Stored data entries
===============
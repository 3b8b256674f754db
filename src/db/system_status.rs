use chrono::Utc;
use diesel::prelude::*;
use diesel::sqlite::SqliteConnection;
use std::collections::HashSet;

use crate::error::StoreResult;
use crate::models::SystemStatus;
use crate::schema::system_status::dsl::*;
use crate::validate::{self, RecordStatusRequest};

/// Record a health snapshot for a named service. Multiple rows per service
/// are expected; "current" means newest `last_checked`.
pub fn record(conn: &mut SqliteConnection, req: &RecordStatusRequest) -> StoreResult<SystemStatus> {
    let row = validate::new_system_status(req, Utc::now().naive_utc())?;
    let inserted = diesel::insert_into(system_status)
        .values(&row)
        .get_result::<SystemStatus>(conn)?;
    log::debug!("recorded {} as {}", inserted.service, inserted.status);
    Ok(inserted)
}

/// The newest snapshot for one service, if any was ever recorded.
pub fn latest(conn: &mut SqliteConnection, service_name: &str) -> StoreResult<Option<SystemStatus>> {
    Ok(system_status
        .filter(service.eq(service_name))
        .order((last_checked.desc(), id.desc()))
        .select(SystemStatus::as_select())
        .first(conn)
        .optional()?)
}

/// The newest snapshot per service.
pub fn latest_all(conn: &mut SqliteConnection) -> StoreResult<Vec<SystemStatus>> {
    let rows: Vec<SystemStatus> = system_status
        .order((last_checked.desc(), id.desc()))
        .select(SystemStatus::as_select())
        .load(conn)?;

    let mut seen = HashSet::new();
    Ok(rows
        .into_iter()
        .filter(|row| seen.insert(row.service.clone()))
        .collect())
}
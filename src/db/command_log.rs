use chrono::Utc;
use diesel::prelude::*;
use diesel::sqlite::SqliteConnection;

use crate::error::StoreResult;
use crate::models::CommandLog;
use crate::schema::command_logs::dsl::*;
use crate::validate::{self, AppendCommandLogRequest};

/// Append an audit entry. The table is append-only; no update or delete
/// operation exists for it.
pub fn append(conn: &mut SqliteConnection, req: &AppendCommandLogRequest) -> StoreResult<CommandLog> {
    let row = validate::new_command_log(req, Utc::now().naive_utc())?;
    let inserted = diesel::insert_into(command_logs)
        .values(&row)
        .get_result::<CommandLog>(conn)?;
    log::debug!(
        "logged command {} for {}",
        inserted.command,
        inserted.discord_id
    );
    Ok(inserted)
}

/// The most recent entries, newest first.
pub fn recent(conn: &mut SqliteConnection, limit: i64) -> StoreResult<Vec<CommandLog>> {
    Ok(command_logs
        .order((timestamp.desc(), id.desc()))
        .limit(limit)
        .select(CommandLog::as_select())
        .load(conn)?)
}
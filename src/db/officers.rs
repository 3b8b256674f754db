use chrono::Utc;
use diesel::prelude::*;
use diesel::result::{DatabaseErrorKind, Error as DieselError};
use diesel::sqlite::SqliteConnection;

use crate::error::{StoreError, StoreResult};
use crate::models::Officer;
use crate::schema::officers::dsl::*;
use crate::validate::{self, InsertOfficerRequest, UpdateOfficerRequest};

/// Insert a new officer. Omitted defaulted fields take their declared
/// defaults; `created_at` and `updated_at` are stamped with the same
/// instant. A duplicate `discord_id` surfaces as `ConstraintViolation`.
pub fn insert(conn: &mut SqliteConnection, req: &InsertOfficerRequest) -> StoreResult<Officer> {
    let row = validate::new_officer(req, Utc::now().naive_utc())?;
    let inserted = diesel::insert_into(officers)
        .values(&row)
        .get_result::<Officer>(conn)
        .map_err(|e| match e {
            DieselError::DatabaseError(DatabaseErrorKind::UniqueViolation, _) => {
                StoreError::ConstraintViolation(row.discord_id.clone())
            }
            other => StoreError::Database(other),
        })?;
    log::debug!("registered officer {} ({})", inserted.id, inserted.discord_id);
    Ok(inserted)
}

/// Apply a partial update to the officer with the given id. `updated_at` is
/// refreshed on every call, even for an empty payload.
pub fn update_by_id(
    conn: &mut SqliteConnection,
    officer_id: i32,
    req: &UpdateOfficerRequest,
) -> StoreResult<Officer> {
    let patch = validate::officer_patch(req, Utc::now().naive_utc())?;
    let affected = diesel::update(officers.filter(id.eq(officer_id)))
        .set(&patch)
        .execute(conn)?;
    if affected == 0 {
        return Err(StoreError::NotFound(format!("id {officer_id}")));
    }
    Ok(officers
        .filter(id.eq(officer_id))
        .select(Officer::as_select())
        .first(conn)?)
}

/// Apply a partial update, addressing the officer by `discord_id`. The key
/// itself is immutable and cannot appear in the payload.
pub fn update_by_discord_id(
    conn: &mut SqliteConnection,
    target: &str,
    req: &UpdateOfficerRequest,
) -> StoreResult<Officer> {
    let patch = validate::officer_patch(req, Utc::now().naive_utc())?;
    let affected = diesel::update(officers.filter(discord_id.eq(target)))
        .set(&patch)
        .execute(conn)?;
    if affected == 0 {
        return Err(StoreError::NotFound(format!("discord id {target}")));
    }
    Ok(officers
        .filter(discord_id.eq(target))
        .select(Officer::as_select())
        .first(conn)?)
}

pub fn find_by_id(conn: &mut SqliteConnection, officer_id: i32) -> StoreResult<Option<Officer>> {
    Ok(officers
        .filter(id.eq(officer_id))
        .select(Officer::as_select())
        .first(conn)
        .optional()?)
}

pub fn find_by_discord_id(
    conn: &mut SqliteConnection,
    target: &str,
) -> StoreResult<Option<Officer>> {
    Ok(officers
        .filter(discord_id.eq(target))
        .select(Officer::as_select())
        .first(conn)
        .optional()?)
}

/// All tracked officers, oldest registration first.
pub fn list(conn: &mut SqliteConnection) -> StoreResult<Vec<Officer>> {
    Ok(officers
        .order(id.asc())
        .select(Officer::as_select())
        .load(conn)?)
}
===============
*Instructions for the task*.
Down to the last character, restate every record.

*Result of this task*.
repository 3b8b256674f754db
filename src/db/system_status.rs
use chrono::Utc;
use diesel::prelude::*;
use diesel::sqlite::SqliteConnection;
use std::collections::HashSet;

use crate::error::StoreResult;
use crate::models::SystemStatus;
use crate::schema::system_status::dsl::*;
use crate::validate::{self, RecordStatusRequest};

/// Record a health snapshot for a named service. Multiple rows per service
/// are expected; "current" means newest `last_checked`.
pub fn record(conn: &mut SqliteConnection, req: &RecordStatusRequest) -> StoreResult<SystemStatus> {
    let row = validate::new_system_status(req, Utc::now().naive_utc())?;
    let inserted = diesel::insert_into(system_status)
        .values(&row)
        .get_result::<SystemStatus>(conn)?;
    log::debug!("recorded {} as {}", inserted.service, inserted.status);
    Ok(inserted)
}

/// The newest snapshot for one service, if any was ever recorded.
pub fn latest(conn: &mut SqliteConnection, service_name: &str) -> StoreResult<Option<SystemStatus>> {
    Ok(system_status
        .filter(service.eq(service_name))
        .order((last_checked.desc(), id.desc()))
        .select(SystemStatus::as_select())
        .first(conn)
        .optional()?)
}

/// The newest snapshot per service.
pub fn latest_all(conn: &mut SqliteConnection) -> StoreResult<Vec<SystemStatus>> {
    let rows: Vec<SystemStatus> = system_status
        .order((last_checked.desc(), id.desc()))
        .select(SystemStatus::as_select())
        .load(conn)?;

    let mut seen = HashSet::new();
    Ok(rows
        .into_iter()
        .filter(|row| seen.insert(row.service.clone()))
        .collect())
}
filename src/db/command_log.rs
use chrono::Utc;
use diesel::prelude::*;
use diesel::sqlite::SqliteConnection;

use crate::error::StoreResult;
use crate::models::CommandLog;
use crate::schema::command_logs::dsl::*;
use crate::validate::{self, AppendCommandLogRequest};

/// Append an audit entry. The table is append-only; no update or delete
/// operation exists for it.
pub fn append(conn: &mut SqliteConnection, req: &AppendCommandLogRequest) -> StoreResult<CommandLog> {
    let row = validate::new_command_log(req, Utc::now().naive_utc())?;
    let inserted = diesel::insert_into(command_logs)
        .values(&row)
        .get_result::<CommandLog>(conn)?;
    log::debug!(
        "logged command {} for {}",
        inserted.command,
        inserted.discord_id
    );
    Ok(inserted)
}

/// The most recent entries, newest first.
pub fn recent(conn: &mut SqliteConnection, limit: i64) -> StoreResult<Vec<CommandLog>> {
    Ok(command_logs
        .order((timestamp.desc(), id.desc()))
        .limit(limit)
        .select(CommandLog::as_select())
        .load(conn)?)
}
filename src/db/officers.rs
repository 3b8b256674f754db
use chrono::Utc;
use diesel::prelude::*;
use diesel::result::{DatabaseErrorKind, Error as DieselError};
use diesel::sqlite::SqliteConnection;

use crate::error::{StoreError, StoreResult};
use crate::models::Officer;
use crate::schema::officers::dsl::*;
use crate::validate::{self, InsertOfficerRequest, UpdateOfficerRequest};

/// Insert a new officer. Omitted defaulted fields take their declared
/// defaults; `created_at` and `updated_at` are stamped with the same
/// instant. A duplicate `discord_id` surfaces as `ConstraintViolation`.
pub fn insert(conn: &mut SqliteConnection, req: &InsertOfficerRequest) -> StoreResult<Officer> {
    let row = validate::new_officer(req, Utc::now().naive_utc())?;
    let inserted = diesel::insert_into(officers)
        .values(&row)
        .get_result::<Officer>(conn)
        .map_err(|e| match e {
            DieselError::DatabaseError(DatabaseErrorKind::UniqueViolation, _) => {
                StoreError::ConstraintViolation(row.discord_id.clone())
            }
            other => StoreError::Database(other),
        })?;
    log::debug!("registered officer {} ({})", inserted.id, inserted.discord_id);
    Ok(inserted)
}

/// Apply a partial update to the officer with the given id. `updated_at` is
/// refreshed on every call, even for an empty payload.
pub fn update_by_id(
    conn: &mut SqliteConnection,
    officer_id: i32,
    req: &UpdateOfficerRequest,
) -> StoreResult<Officer> {
    let patch = validate::officer_patch(req, Utc::now().naive_utc())?;
    let affected = diesel::update(officers.filter(id.eq(officer_id)))
        .set(&patch)
        .execute(conn)?;
    if affected == 0 {
        return Err(StoreError::NotFound(format!("id {officer_id}")));
    }
    Ok(officers
        .filter(id.eq(officer_id))
        .select(Officer::as_select())
        .first(conn)?)
}

/// Apply a partial update, addressing the officer by `discord_id`. The key
/// itself is immutable and cannot appear in the payload.
pub fn update_by_discord_id(
    conn: &mut SqliteConnection,
    target: &str,
    req: &UpdateOfficerRequest,
) -> StoreResult<Officer> {
    let patch = validate::officer_patch(req, Utc::now().naive_utc())?;
    let affected = diesel::update(officers.filter(discord_id.eq(target)))
        .set(&patch)
        .execute(conn)?;
    if affected == 0 {
        return Err(StoreError::NotFound(format!("discord id {target}")));
    }
    Ok(officers
        .filter(discord_id.eq(target))
        .select(Officer::as_select())
        .first(conn)?)
}

pub fn find_by_id(conn: &mut SqliteConnection, officer_id: i32) -> StoreResult<Option<Officer>> {
    Ok(officers
        .filter(id.eq(officer_id))
        .select(Officer::as_select())
        .first(conn)
        .optional()?)
}

pub fn find_by_discord_id(
    conn: &mut SqliteConnection,
    target: &str,
) -> StoreResult<Option<Officer>> {
    Ok(officers
        .filter(discord_id.eq(target))
        .select(Officer::as_select())
        .first(conn)
        .optional()?)
}

/// All tracked officers, oldest registration first.
pub fn list(conn: &mut SqliteConnection) -> StoreResult<Vec<Officer>> {
    Ok(officers
        .order(id.asc())
        .select(Officer::as_select())
        .load(conn)?)
}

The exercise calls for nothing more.